### TASK ITEM
Your task is to repeat exactly the lines below between the line holding "repository cc85d0fcd53fabe4" and the line holding "use crate::db::users;", inclusive, and only those.

### PROVIDED MATERIAL

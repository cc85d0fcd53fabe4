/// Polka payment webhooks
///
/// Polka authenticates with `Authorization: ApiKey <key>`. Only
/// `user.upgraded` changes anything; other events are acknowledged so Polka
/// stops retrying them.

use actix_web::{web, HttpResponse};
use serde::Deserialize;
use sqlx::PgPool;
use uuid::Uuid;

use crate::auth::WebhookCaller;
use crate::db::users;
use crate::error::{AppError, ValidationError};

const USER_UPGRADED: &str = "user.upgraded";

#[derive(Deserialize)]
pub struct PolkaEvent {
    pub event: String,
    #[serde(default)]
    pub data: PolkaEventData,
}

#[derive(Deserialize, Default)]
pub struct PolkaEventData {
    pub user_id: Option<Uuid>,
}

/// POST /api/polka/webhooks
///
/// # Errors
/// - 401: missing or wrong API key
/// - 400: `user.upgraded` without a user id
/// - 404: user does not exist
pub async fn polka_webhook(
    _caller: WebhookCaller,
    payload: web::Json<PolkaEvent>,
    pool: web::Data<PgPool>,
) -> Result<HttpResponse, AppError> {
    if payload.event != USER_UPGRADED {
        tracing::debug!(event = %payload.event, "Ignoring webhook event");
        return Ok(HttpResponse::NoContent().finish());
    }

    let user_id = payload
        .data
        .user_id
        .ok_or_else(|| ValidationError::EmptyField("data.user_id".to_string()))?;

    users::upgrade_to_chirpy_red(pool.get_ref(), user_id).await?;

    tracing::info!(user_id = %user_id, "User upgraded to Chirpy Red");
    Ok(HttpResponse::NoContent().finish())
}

* * *

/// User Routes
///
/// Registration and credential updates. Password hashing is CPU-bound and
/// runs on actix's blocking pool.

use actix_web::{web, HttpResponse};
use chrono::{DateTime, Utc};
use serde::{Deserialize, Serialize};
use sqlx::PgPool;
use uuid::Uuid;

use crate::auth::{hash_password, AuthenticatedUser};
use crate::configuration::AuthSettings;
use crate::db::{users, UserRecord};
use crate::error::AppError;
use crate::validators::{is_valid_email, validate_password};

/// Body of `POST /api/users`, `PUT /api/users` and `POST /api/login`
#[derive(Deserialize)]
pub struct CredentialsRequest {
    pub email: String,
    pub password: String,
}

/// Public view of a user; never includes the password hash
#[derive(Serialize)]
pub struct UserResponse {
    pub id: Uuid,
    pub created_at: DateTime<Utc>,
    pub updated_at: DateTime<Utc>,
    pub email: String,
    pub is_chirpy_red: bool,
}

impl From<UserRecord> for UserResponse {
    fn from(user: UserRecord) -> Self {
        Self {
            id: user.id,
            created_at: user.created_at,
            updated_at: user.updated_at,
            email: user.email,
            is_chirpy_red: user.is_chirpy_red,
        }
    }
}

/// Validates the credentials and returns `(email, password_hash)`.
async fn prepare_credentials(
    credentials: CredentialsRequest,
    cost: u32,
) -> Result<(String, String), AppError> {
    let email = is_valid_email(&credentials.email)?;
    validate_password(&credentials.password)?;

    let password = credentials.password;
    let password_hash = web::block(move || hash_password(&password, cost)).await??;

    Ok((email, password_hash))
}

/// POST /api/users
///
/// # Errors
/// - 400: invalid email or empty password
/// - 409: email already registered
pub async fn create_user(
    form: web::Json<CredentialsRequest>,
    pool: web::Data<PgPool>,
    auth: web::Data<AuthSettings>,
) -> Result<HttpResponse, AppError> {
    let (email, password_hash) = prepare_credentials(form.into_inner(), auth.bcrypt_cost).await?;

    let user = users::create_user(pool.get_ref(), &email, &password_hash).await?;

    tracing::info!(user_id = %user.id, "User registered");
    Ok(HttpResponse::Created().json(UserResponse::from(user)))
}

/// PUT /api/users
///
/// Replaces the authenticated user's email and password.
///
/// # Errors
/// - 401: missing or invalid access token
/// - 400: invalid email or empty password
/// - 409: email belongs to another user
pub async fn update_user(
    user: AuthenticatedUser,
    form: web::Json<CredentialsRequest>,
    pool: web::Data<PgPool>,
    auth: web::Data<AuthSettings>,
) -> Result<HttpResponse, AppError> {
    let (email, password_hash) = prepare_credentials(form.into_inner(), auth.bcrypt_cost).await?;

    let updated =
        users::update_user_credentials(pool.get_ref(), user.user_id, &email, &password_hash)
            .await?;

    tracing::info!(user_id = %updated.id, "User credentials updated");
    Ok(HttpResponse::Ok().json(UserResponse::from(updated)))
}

### OUTPUT OF THE EXERCISE
repository cc85d0fcd53fabe4
/// Polka payment webhooks
///
/// Polka authenticates with `Authorization: ApiKey <key>`. Only
/// `user.upgraded` changes anything; other events are acknowledged so Polka
/// stops retrying them.

use actix_web::{web, HttpResponse};
use serde::Deserialize;
use sqlx::PgPool;
use uuid::Uuid;

use crate::auth::WebhookCaller;
use crate::db::users;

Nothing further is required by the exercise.